INSTRUCTIONS TO FOLLOW — Within the records below is a range that opens at the line with "let mut best: Option<&LayoutReport>" and closes at the line with "for i in cols". Return that range word for word, both ends included, and only that range.

Extracted records
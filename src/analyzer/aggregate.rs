use super::{analyze_one, normalize, AggregateReport, LayoutReport};
use crate::layouts::Layout;
use tracing::debug;

/// Runs the analyzer for every enabled layout, keeping the input order.
pub fn aggregate(text: &str, layouts: &[Layout]) -> AggregateReport {
    let entries = layouts
        .iter()
        .filter(|l| l.enabled)
        .map(|layout| {
            let raw = analyze_one(text, layout);
            debug!(
                "{}: typed={} same_hand={} same_finger={} distance={}",
                layout.name(),
                raw.typed_count,
                raw.same_hand_count,
                raw.same_finger_count,
                raw.distance_travelled
            );
            LayoutReport {
                layout_name: layout.name().to_string(),
                raw,
                normalized: normalize(&raw),
            }
        })
        .collect();

    AggregateReport { entries }
}
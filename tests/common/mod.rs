#![allow(dead_code)]

use keyfit::layouts::Layout;
use keyfit::profile::{Finger, Hand, KeyProfile};
use std::collections::HashMap;

/// Builder for small hand-written layouts.
pub struct LayoutBuilder {
    name: String,
    keys: HashMap<char, KeyProfile>,
    enabled: bool,
}

impl LayoutBuilder {
    pub fn new(name: &str) -> Self {
        Self {
            name: name.to_string(),
            keys: HashMap::new(),
            enabled: true,
        }
    }

    pub fn key(mut self, c: char, distance: f32, hand: Hand, finger: Finger) -> Self {
        self.keys.insert(c, KeyProfile::new(distance, hand, finger));
        self
    }

    pub fn disabled(mut self) -> Self {
        self.enabled = false;
        self
    }

    pub fn build(self) -> Layout {
        Layout::new(self.name, self.keys)
            .expect("test layout should be valid")
            .with_enabled(self.enabled)
    }
}

/// `a`, `space`, `b` as used in the streak-reset scenario.
pub fn abc_layout() -> Layout {
    LayoutBuilder::new("abc")
        .key('a', 0.0, Hand::Left, Finger::Pinky)
        .key(' ', 0.0, Hand::Either, Finger::Thumb)
        .key('b', 1.0, Hand::Left, Finger::Index)
        .build()
}
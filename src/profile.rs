use crate::error::{KeyFitError, KfResult};
use serde::{Deserialize, Serialize};
use strum_macros::{Display, EnumIter, EnumString};

/// Which hand's resting position a key belongs to.
///
/// `Either` marks neutral keys (the space bar) that both thumbs can reach.
/// Older layout tables name the hands in Turkish (`sol`/`sag`), and the
/// neutral hand is usually written `any`, so those spellings are accepted too.
#[derive(
    Debug, Clone, Copy, PartialEq, Eq, Hash, Serialize, Deserialize, EnumIter, EnumString, Display,
)]
#[serde(rename_all = "lowercase")]
#[strum(ascii_case_insensitive)]
pub enum Hand {
    #[serde(alias = "sol", alias = "l")]
    #[strum(to_string = "left", serialize = "sol", serialize = "l")]
    Left,
    #[serde(alias = "sag", alias = "r")]
    #[strum(to_string = "right", serialize = "sag", serialize = "r")]
    Right,
    #[serde(alias = "any", alias = "both")]
    #[strum(to_string = "either", serialize = "any", serialize = "both")]
    Either,
}

#[derive(
    Debug, Clone, Copy, PartialEq, Eq, Hash, Serialize, Deserialize, EnumIter, EnumString, Display,
)]
#[serde(rename_all = "lowercase")]
#[strum(serialize_all = "lowercase", ascii_case_insensitive)]
pub enum Finger {
    Pinky,
    Ring,
    Middle,
    Index,
    Thumb,
}

/// Physical metadata of the key a character is typed with.
#[derive(Debug, Clone, Copy, PartialEq, Serialize, Deserialize)]
pub struct KeyProfile {
    /// Travel from the resting position; 0 is the home row.
    pub distance: f32,
    pub hand: Hand,
    pub finger: Finger,
}

impl KeyProfile {
    pub const fn new(distance: f32, hand: Hand, finger: Finger) -> Self {
        Self {
            distance,
            hand,
            finger,
        }
    }

    #[inline(always)]
    pub fn is_neutral(&self) -> bool {
        self.hand == Hand::Either
    }

    pub fn validate(&self) -> KfResult<()> {
        if !self.distance.is_finite() || self.distance < 0.0 {
            return Err(KeyFitError::Validation(format!(
                "distance must be a non-negative number, got {}",
                self.distance
            )));
        }
        Ok(())
    }
}

/// Resolves a key token from a layout file into the character it types.
///
/// Whitespace keys cannot be written literally in most table formats, so
/// `space`, `enter` and `tab` (plus the usual short forms) stand in for them.
pub fn parse_key_token(token: &str) -> KfResult<char> {
    let mut chars = token.chars();
    if let (Some(c), None) = (chars.next(), chars.next()) {
        return Ok(c);
    }

    match token.trim().to_ascii_lowercase().as_str() {
        "space" | "spc" => Ok(' '),
        "enter" | "return" | "ret" | "\\n" => Ok('\n'),
        "tab" | "\\t" => Ok('\t'),
        _ => Err(KeyFitError::Validation(format!(
            "key '{}' must be a single character or one of space/enter/tab",
            token
        ))),
    }
}
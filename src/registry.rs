use crate::analyzer::{self, AggregateReport};
use crate::error::{KeyFitError, KfResult};
use crate::layouts::{self, Layout};
use tracing::{debug, info};

/// Named layouts in registration order.
///
/// Populate once before analysing; afterwards only the enabled flags change.
#[derive(Debug, Clone, Default)]
pub struct LayoutRegistry {
    layouts: Vec<Layout>,
}

impl LayoutRegistry {
    pub fn new() -> Self {
        Self::default()
    }

    /// Registry pre-populated with every built-in layout.
    pub fn with_builtin() -> Self {
        Self {
            layouts: layouts::get_all_layouts(),
        }
    }

    pub fn register(&mut self, layout: Layout) -> KfResult<()> {
        if self.get(layout.name()).is_some() {
            return Err(KeyFitError::DuplicateLayout(layout.name().to_string()));
        }
        debug!(
            "Registered layout '{}' ({} keys, enabled={})",
            layout.name(),
            layout.key_count(),
            layout.enabled
        );
        self.layouts.push(layout);
        Ok(())
    }

    pub fn set_enabled(&mut self, name: &str, enabled: bool) -> KfResult<()> {
        let layout = self
            .layouts
            .iter_mut()
            .find(|l| l.name() == name)
            .ok_or_else(|| KeyFitError::UnknownLayout(name.to_string()))?;

        if layout.enabled != enabled {
            info!(
                "{} layout '{}'",
                if enabled { "Enabling" } else { "Disabling" },
                name
            );
        }
        layout.enabled = enabled;
        Ok(())
    }

    /// Enables exactly the named layouts and disables every other one.
    pub fn enable_only(&mut self, names: &[String]) -> KfResult<()> {
        for name in names {
            if self.get(name).is_none() {
                return Err(KeyFitError::UnknownLayout(name.clone()));
            }
        }
        for layout in &mut self.layouts {
            layout.enabled = names.iter().any(|n| n == layout.name());
        }
        Ok(())
    }

    pub fn get(&self, name: &str) -> Option<&Layout> {
        self.layouts.iter().find(|l| l.name() == name)
    }

    pub fn layouts(&self) -> &[Layout] {
        &self.layouts
    }

    pub fn enabled(&self) -> impl Iterator<Item = &Layout> {
        self.layouts.iter().filter(|l| l.enabled)
    }

    pub fn names(&self) -> Vec<&str> {
        self.layouts.iter().map(|l| l.name()).collect()
    }

    pub fn len(&self) -> usize {
        self.layouts.len()
    }

    pub fn is_empty(&self) -> bool {
        self.layouts.is_empty()
    }

    pub fn aggregate(&self, text: &str) -> AggregateReport {
        analyzer::aggregate(text, &self.layouts)
    }
}
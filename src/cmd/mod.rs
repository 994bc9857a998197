pub mod analyze;
pub mod layouts;

use keyfit::config::AnalysisParams;
use keyfit::error::KfResult;
use keyfit::loader;
use keyfit::registry::LayoutRegistry;
use tracing::info;

/// Built-in layouts followed by any from `--layouts-dir`, in that order.
pub fn build_registry(params: &AnalysisParams) -> KfResult<LayoutRegistry> {
    let mut registry = LayoutRegistry::with_builtin();

    if let Some(dir) = &params.layouts_dir {
        info!("📂 Loading layouts from: {}", dir.display());
        for layout in loader::load_layout_dir(dir)? {
            registry.register(layout)?;
        }
    }

    if params.include_disabled {
        let names: Vec<String> = registry.names().iter().map(|n| n.to_string()).collect();
        for name in &names {
            registry.set_enabled(name, true)?;
        }
    }

    Ok(registry)
}
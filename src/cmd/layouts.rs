use crate::reports;
use clap::Args;
use keyfit::config::Config;
use keyfit::error::KfResult;

#[derive(Args, Debug, Clone)]
pub struct LayoutsArgs {
    #[command(flatten)]
    pub config: Config,
}

pub fn run(config: Config) -> KfResult<()> {
    let registry = super::build_registry(&config.analysis)?;
    reports::print_layouts(&registry, &config.report)
}
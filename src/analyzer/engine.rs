use super::AnalysisResult;
use crate::layouts::Layout;
use crate::profile::KeyProfile;

/// Walks `text` once and accumulates hand/finger repeats and travel.
///
/// Characters without a key in `layout` are skipped and do not break a
/// streak: the next typed key is compared with the last one that was typed.
/// A neutral key (hand `Either`) is counted and travelled but resets the
/// streak, so the keys on either side of a space are never compared.
pub fn analyze_one(text: &str, layout: &Layout) -> AnalysisResult {
    let mut res = AnalysisResult::default();
    let mut prev: Option<&KeyProfile> = None;

    for c in text.chars() {
        let Some(cur) = layout.profile(c) else {
            continue;
        };

        res.typed_count += 1;
        res.distance_travelled += cur.distance;

        if cur.is_neutral() {
            prev = None;
            continue;
        }

        if let Some(p) = prev {
            if p.hand == cur.hand {
                res.same_hand_count += 1;
                if p.finger == cur.finger {
                    res.same_finger_count += 1;
                }
            }
        }

        prev = Some(cur);
    }

    res
}

#[cfg(test)]
mod tests {
    use super::*;
    use crate::profile::{Finger, Hand};
    use std::collections::HashMap;

    fn layout(keys: &[(char, f32, Hand, Finger)]) -> Layout {
        let map: HashMap<_, _> = keys
            .iter()
            .map(|&(c, d, h, f)| (c, KeyProfile::new(d, h, f)))
            .collect();
        Layout::new("test", map).unwrap()
    }

    #[test]
    fn unmapped_gap_keeps_previous_key() {
        let l = layout(&[
            ('a', 0.0, Hand::Left, Finger::Pinky),
            ('q', 1.0, Hand::Left, Finger::Pinky),
        ]);
        let res = analyze_one("a#q", &l);
        assert_eq!(res.typed_count, 2);
        assert_eq!(res.same_hand_count, 1);
        assert_eq!(res.same_finger_count, 1);
        assert_eq!(res.distance_travelled, 1.0);
    }

    #[test]
    fn different_hands_do_not_count() {
        let l = layout(&[
            ('f', 0.0, Hand::Left, Finger::Index),
            ('j', 0.0, Hand::Right, Finger::Index),
        ]);
        let res = analyze_one("fjfj", &l);
        assert_eq!(res.same_hand_count, 0);
        assert_eq!(res.same_finger_count, 0);
        assert_eq!(res.typed_count, 4);
    }

    #[test]
    fn same_hand_different_finger() {
        let l = layout(&[
            ('a', 0.0, Hand::Left, Finger::Pinky),
            ('s', 0.0, Hand::Left, Finger::Ring),
        ]);
        let res = analyze_one("as", &l);
        assert_eq!(res.same_hand_count, 1);
        assert_eq!(res.same_finger_count, 0);
    }

    #[test]
    fn consecutive_neutral_keys_never_pair() {
        let l = layout(&[(' ', 0.0, Hand::Either, Finger::Thumb)]);
        let res = analyze_one("    ", &l);
        assert_eq!(res.typed_count, 4);
        assert_eq!(res.same_hand_count, 0);
        assert_eq!(res.same_finger_count, 0);
    }
}
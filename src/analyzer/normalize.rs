use super::{AnalysisResult, NormalizedScores};

/// Rescales raw counters to "per 100 typed characters".
///
/// 100 on a count field means every typed character triggered the event.
/// Distance is unbounded. A result with nothing typed normalizes to zeros.
pub fn normalize(raw: &AnalysisResult) -> NormalizedScores {
    if raw.typed_count == 0 {
        return NormalizedScores::default();
    }

    let factor = 100.0 / raw.typed_count as f32;
    NormalizedScores {
        same_hand: raw.same_hand_count as f32 * factor,
        same_finger: raw.same_finger_count as f32 * factor,
        distance: raw.distance_travelled * factor,
    }
}
use crate::error::{KeyFitError, KfResult};
use clap::{parser::ValueSource, ArgMatches, Args, ValueEnum};
use serde::{Deserialize, Serialize};
use std::fs;
use std::path::{Path, PathBuf};

#[derive(Args, Debug, Clone, Serialize, Deserialize, Default, PartialEq)]
#[serde(default)]
pub struct Config {
    #[command(flatten)]
    pub analysis: AnalysisParams,
    #[command(flatten)]
    pub report: ReportParams,
}

#[derive(Args, Debug, Clone, Serialize, Deserialize, Default, PartialEq)]
#[serde(default)]
pub struct AnalysisParams {
    /// Look characters up as written instead of lower-casing first.
    #[arg(long, default_value_t = false)]
    pub case_sensitive: bool,

    /// Analyse layouts registered as disabled too.
    #[arg(long, default_value_t = false)]
    pub include_disabled: bool,

    /// Directory of extra .json/.csv layout definitions.
    #[arg(long)]
    pub layouts_dir: Option<PathBuf>,
}

#[derive(Debug, Clone, Copy, PartialEq, Eq, Serialize, Deserialize, ValueEnum, Default)]
#[serde(rename_all = "lowercase")]
pub enum OutputFormat {
    #[default]
    Table,
    Json,
}

#[derive(Debug, Clone, Copy, PartialEq, Eq, Serialize, Deserialize, ValueEnum)]
#[serde(rename_all = "lowercase")]
pub enum SortKey {
    Hand,
    Finger,
    Distance,
}

#[derive(Args, Debug, Clone, Serialize, Deserialize, PartialEq)]
#[serde(default)]
pub struct ReportParams {
    #[arg(long, value_enum, default_value_t = OutputFormat::Table)]
    pub format: OutputFormat,

    /// Decimal places for percentages.
    #[arg(long, default_value_t = 2)]
    pub precision: usize,

    /// Order table rows by a normalized metric (ascending) instead of registry order.
    #[arg(long, value_enum)]
    pub sort_by: Option<SortKey>,
}

impl Default for ReportParams {
    fn default() -> Self {
        Self {
            format: OutputFormat::Table,
            precision: 2,
            sort_by: None,
        }
    }
}

impl Config {
    pub fn load_from_file<P: AsRef<Path>>(path: P) -> KfResult<Self> {
        let path = path.as_ref();
        let content = fs::read_to_string(path).map_err(|e| {
            KeyFitError::Config(format!("Failed to read config file {:?}: {}", path, e))
        })?;

        Ok(serde_json::from_str(&content)?)
    }

    /// Copies over only the values the user typed on the command line, so a
    /// config file is not clobbered by clap defaults.
    pub fn merge_from_cli(&mut self, cli: &Config, matches: &ArgMatches) {
        macro_rules! update_if_present {
            ($section:ident . $field:ident) => {
                if matches.value_source(stringify!($field)) == Some(ValueSource::CommandLine) {
                    self.$section.$field = cli.$section.$field.clone();
                }
            };
        }

        update_if_present!(analysis.case_sensitive);
        update_if_present!(analysis.include_disabled);
        update_if_present!(analysis.layouts_dir);

        update_if_present!(report.format);
        update_if_present!(report.precision);
        update_if_present!(report.sort_by);
    }
}
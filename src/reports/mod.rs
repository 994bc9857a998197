mod tables;

use keyfit::analyzer::AggregateReport;
use keyfit::config::{OutputFormat, ReportParams};
use keyfit::error::KfResult;
use keyfit::registry::LayoutRegistry;
use serde::Serialize;

/// Aggregate results for one analysed text.
#[derive(Debug, Serialize)]
#[serde(rename_all = "camelCase")]
pub struct TextReport {
    pub source: String,
    pub characters: usize,
    pub report: AggregateReport,
}

#[derive(Debug, Serialize)]
#[serde(rename_all = "camelCase")]
struct LayoutListing<'a> {
    name: &'a str,
    keys: usize,
    enabled: bool,
}

pub fn print_analysis(results: &[TextReport], params: &ReportParams) -> KfResult<()> {
    match params.format {
        OutputFormat::Json => println!("{}", serde_json::to_string_pretty(results)?),
        OutputFormat::Table => {
            for text in results {
                println!(
                    "\n📊 === {} ({} chars) === 📊",
                    text.source, text.characters
                );
                if text.report.is_empty() {
                    println!("No layouts enabled.");
                    continue;
                }
                println!("{}", tables::summary(&text.report, params));
                println!("{}", tables::comparison(&text.report, params));
            }
        }
    }
    Ok(())
}

pub fn print_layouts(registry: &LayoutRegistry, params: &ReportParams) -> KfResult<()> {
    match params.format {
        OutputFormat::Json => {
            let listing: Vec<LayoutListing> = registry
                .layouts()
                .iter()
                .map(|l| LayoutListing {
                    name: l.name(),
                    keys: l.key_count(),
                    enabled: l.enabled,
                })
                .collect();
            println!("{}", serde_json::to_string_pretty(&listing)?);
        }
        OutputFormat::Table => println!("\n{}", tables::layouts(registry)),
    }
    Ok(())
}
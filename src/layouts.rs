use crate::error::{KeyFitError, KfResult};
use crate::profile::{Finger, Hand, KeyProfile};
use std::collections::HashMap;
use strum::IntoEnumIterator;
use strum_macros::{Display, EnumIter, EnumString};

/// A named character -> key table.
///
/// The profile table is fixed at construction; only the `enabled` flag may
/// change afterwards.
#[derive(Debug, Clone)]
pub struct Layout {
    name: String,
    profiles: HashMap<char, KeyProfile>,
    pub enabled: bool,
}

impl Layout {
    /// Builds an enabled layout, rejecting malformed profiles.
    pub fn new(name: impl Into<String>, profiles: HashMap<char, KeyProfile>) -> KfResult<Self> {
        let name = name.into();
        if name.trim().is_empty() {
            return Err(KeyFitError::Validation(
                "layout name must not be empty".to_string(),
            ));
        }

        for (c, profile) in &profiles {
            profile.validate().map_err(|e| {
                KeyFitError::Validation(format!("layout '{}', key {:?}: {}", name, c, e))
            })?;
        }

        Ok(Self {
            name,
            profiles,
            enabled: true,
        })
    }

    pub fn with_enabled(mut self, enabled: bool) -> Self {
        self.enabled = enabled;
        self
    }

    pub fn name(&self) -> &str {
        &self.name
    }

    #[inline(always)]
    pub fn profile(&self, c: char) -> Option<&KeyProfile> {
        self.profiles.get(&c)
    }

    pub fn profiles(&self) -> impl Iterator<Item = (&char, &KeyProfile)> {
        self.profiles.iter()
    }

    pub fn key_count(&self) -> usize {
        self.profiles.len()
    }
}

// Standard 30-key row stagger: 3 rows x 10 columns, left hand on columns 0-4.
const GRID_DISTANCES: [f32; 30] = [
    1.0, 1.0, 1.0, 1.0, 2.0, 2.0, 1.0, 1.0, 1.0, 1.0, //
    0.0, 0.0, 0.0, 0.0, 1.0, 1.0, 0.0, 0.0, 0.0, 0.0, //
    1.0, 1.0, 1.0, 1.0, 2.0, 2.0, 1.0, 1.0, 1.0, 1.0, //
];

const GRID_FINGERS: [Finger; 10] = [
    Finger::Pinky,
    Finger::Ring,
    Finger::Middle,
    Finger::Index,
    Finger::Index,
    Finger::Index,
    Finger::Index,
    Finger::Middle,
    Finger::Ring,
    Finger::Pinky,
];

const SPACE: KeyProfile = KeyProfile::new(0.0, Hand::Either, Finger::Thumb);
const ENTER: KeyProfile = KeyProfile::new(3.0, Hand::Right, Finger::Pinky);

/// Profile of slot `i` on the standard grid.
pub fn grid_profile(slot: usize) -> KeyProfile {
    let col = slot % 10;
    let hand = if col < 5 { Hand::Left } else { Hand::Right };
    KeyProfile::new(GRID_DISTANCES[slot], hand, GRID_FINGERS[col])
}

#[derive(Debug, Clone, Copy, EnumIter, EnumString, Display, PartialEq, Eq, Hash)]
#[strum(serialize_all = "snake_case", ascii_case_insensitive)]
pub enum KnownLayout {
    Qwerty,
    Dvorak,
    Colemak,
    #[strum(to_string = "turkish_f", serialize = "f_turkish", serialize = "f-tr")]
    TurkishF,
}

impl KnownLayout {
    /// Maps the standard 30-key row stagger, top row first.
    /// `None` for layouts that do not fit the grid.
    pub fn grid_str(&self) -> Option<&'static str> {
        match self {
            Self::Qwerty => Some("qwertyuiopasdfghjkl;zxcvbnm,./"),
            Self::Dvorak => Some("',.pyfgcrlaoeuidhtns;qjkxbmwvz"),
            Self::Colemak => Some("qwfpgjluy;arstdhneiozxcvbkm,./"),
            Self::TurkishF => None,
        }
    }

    pub fn enabled_by_default(&self) -> bool {
        !matches!(self, Self::TurkishF)
    }

    pub fn profiles(&self) -> HashMap<char, KeyProfile> {
        let mut map: HashMap<char, KeyProfile> = match self.grid_str() {
            Some(s) => s
                .chars()
                .enumerate()
                .map(|(slot, c)| (c, grid_profile(slot)))
                .collect(),
            None => turkish_f_profiles(),
        };
        map.insert(' ', SPACE);
        map.insert('\n', ENTER);
        map
    }

    pub fn build(&self) -> Layout {
        Layout {
            name: self.to_string(),
            profiles: self.profiles(),
            enabled: self.enabled_by_default(),
        }
    }
}

/// Turkish F. The right pinky covers three extra columns, so it is spelled
/// out rather than laid over the grid.
fn turkish_f_profiles() -> HashMap<char, KeyProfile> {
    use Finger::*;
    use Hand::*;

    let table: [(char, f32, Hand, Finger); 32] = [
        // Top
        ('f', 1.0, Left, Pinky),
        ('g', 1.0, Left, Ring),
        ('ğ', 1.0, Left, Middle),
        ('ı', 1.0, Left, Index),
        ('o', 2.0, Left, Index),
        ('d', 2.0, Right, Index),
        ('r', 1.0, Right, Index),
        ('n', 1.0, Right, Middle),
        ('h', 1.0, Right, Ring),
        ('p', 1.0, Right, Pinky),
        ('q', 2.0, Right, Pinky),
        ('w', 3.0, Right, Pinky),
        // Home
        ('u', 0.0, Left, Pinky),
        ('i', 0.0, Left, Ring),
        ('e', 0.0, Left, Middle),
        ('a', 0.0, Left, Index),
        ('ü', 1.0, Left, Index),
        ('t', 1.0, Right, Index),
        ('k', 0.0, Right, Index),
        ('m', 0.0, Right, Middle),
        ('l', 0.0, Right, Ring),
        ('y', 0.0, Right, Pinky),
        ('ş', 1.0, Right, Pinky),
        ('x', 2.0, Right, Pinky),
        // Bottom
        ('j', 1.0, Left, Pinky),
        ('ö', 1.0, Left, Ring),
        ('v', 1.0, Left, Middle),
        ('c', 1.0, Left, Index),
        ('ç', 2.0, Left, Index),
        ('z', 2.0, Right, Index),
        ('s', 1.0, Right, Index),
        ('b', 1.0, Right, Middle),
    ];

    table
        .iter()
        .map(|&(c, d, h, f)| (c, KeyProfile::new(d, h, f)))
        .collect()
}

pub fn get_all_layouts() -> Vec<Layout> {
    KnownLayout::iter().map(|k| k.build()).collect()
}
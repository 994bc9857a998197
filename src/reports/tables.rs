use comfy_table::presets::ASCII_FULL;
use comfy_table::{Attribute, Cell, CellAlignment, Color, ContentArrangement, Table};
use keyfit::analyzer::{AggregateReport, LayoutReport, NormalizedScores};
use keyfit::config::{ReportParams, SortKey};
use keyfit::registry::LayoutRegistry;

fn metric(n: &NormalizedScores, key: SortKey) -> f32 {
    match key {
        SortKey::Hand => n.same_hand,
        SortKey::Finger => n.same_finger,
        SortKey::Distance => n.distance,
    }
}

/// Registry order, or ascending by the chosen metric (stable on ties).
pub fn ordered<'a>(report: &'a AggregateReport, sort_by: Option<SortKey>) -> Vec<&'a LayoutReport> {
    let mut rows: Vec<&LayoutReport> = report.entries.iter().collect();
    if let Some(key) = sort_by {
        rows.sort_by(|a, b| metric(&a.normalized, key).total_cmp(&metric(&b.normalized, key)));
    }
    rows
}

/// Lowest normalized value for `key`; the first layout wins ties.
pub fn best(report: &AggregateReport, key: SortKey) -> Option<&LayoutReport> {
    let mut best: Option<&LayoutReport> = None;
    for e in &report.entries {
        if best.map_or(true, |b| metric(&e.normalized, key) < metric(&b.normalized, key)) {
            best = Some(e);
        }
    }
    best
}

fn right_align(table: &mut Table, cols: std::ops::RangeInclusive<usize>) {
    for i in cols {
        if let Some(col) = table.column_mut(i) {
            col.set_cell_alignment(CellAlignment::Right);
        }
    }
}

pub fn summary(report: &AggregateReport, params: &ReportParams) -> Table {
    let p = params.precision;
    let mut table = Table::new();
    table
        .load_preset(ASCII_FULL)
        .set_content_arrangement(ContentArrangement::Dynamic);

    table.set_header(vec![
        Cell::new("Layout").add_attribute(Attribute::Bold),
        Cell::new("Typed"),
        Cell::new("Hand"),
        Cell::new("Hand %").fg(Color::Cyan),
        Cell::new("Finger"),
        Cell::new("Finger %").fg(Color::Red),
        Cell::new("Dist"),
        Cell::new("Dist %").fg(Color::Yellow),
    ]);

    for e in ordered(report, params.sort_by) {
        let (r, n) = (&e.raw, &e.normalized);
        table.add_row(vec![
            Cell::new(&e.layout_name).add_attribute(Attribute::Bold),
            Cell::new(r.typed_count),
            Cell::new(r.same_hand_count),
            Cell::new(format!("{:.*}", p, n.same_hand)).fg(Color::Cyan),
            Cell::new(r.same_finger_count),
            Cell::new(format!("{:.*}", p, n.same_finger)).fg(Color::Red),
            Cell::new(format!("{:.0}", r.distance_travelled)),
            Cell::new(format!("{:.*}", p, n.distance)).fg(Color::Yellow),
        ]);
    }

    right_align(&mut table, 1..=7);
    table
}

/// Per-metric delta of every layout against the best one.
pub fn comparison(report: &AggregateReport, params: &ReportParams) -> Table {
    let p = params.precision;
    let keys = [SortKey::Hand, SortKey::Finger, SortKey::Distance];
    let bests: Vec<Option<&LayoutReport>> = keys.iter().map(|&k| best(report, k)).collect();

    let mut table = Table::new();
    table
        .load_preset(ASCII_FULL)
        .set_content_arrangement(ContentArrangement::Dynamic);

    let mut header = vec![Cell::new("Comparison vs Best").add_attribute(Attribute::Bold)];
    for (key, b) in keys.iter().zip(&bests) {
        let label = match key {
            SortKey::Hand => "Hand",
            SortKey::Finger => "Finger",
            SortKey::Distance => "Dist",
        };
        let who = b.map(|b| b.layout_name.as_str()).unwrap_or("-");
        header.push(Cell::new(format!("Δ {} ({})", label, who)));
    }
    table.set_header(header);

    for e in ordered(report, params.sort_by) {
        let mut row = vec![Cell::new(&e.layout_name).add_attribute(Attribute::Bold)];
        for (&key, b) in keys.iter().zip(&bests) {
            let base = b.map(|b| metric(&b.normalized, key)).unwrap_or(0.0);
            let delta = metric(&e.normalized, key) - base;
            let cell = Cell::new(format!("{:+.*}", p, delta));
            row.push(if delta == 0.0 { cell.fg(Color::Green) } else { cell });
        }
        table.add_row(row);
    }

    right_align(&mut table, 1..=3);
    table
}

pub fn layouts(registry: &LayoutRegistry) -> Table {
    let mut table = Table::new();
    table
        .load_preset(ASCII_FULL)
        .set_content_arrangement(ContentArrangement::Dynamic);

    table.set_header(vec![
        Cell::new("Layout").add_attribute(Attribute::Bold),
        Cell::new("Keys"),
        Cell::new("Home"),
        Cell::new("Enabled"),
    ]);

    for l in registry.layouts() {
        let home = l.profiles().filter(|(_, p)| p.distance == 0.0).count();
        let enabled = if l.enabled {
            Cell::new("yes").fg(Color::Green)
        } else {
            Cell::new("no").fg(Color::DarkGrey)
        };
        table.add_row(vec![
            Cell::new(l.name()).add_attribute(Attribute::Bold),
            Cell::new(l.key_count()),
            Cell::new(home),
            enabled,
        ]);
    }

    right_align(&mut table, 1..=2);
    table
}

ANSWER TO THIS EXERCISE —
    let mut best: Option<&LayoutReport> = None;
    for e in &report.entries {
        if best.map_or(true, |b| metric(&e.normalized, key) < metric(&b.normalized, key)) {
            best = Some(e);
        }
    }
    best
}

fn right_align(table: &mut Table, cols: std::ops::RangeInclusive<usize>) {
    for i in cols {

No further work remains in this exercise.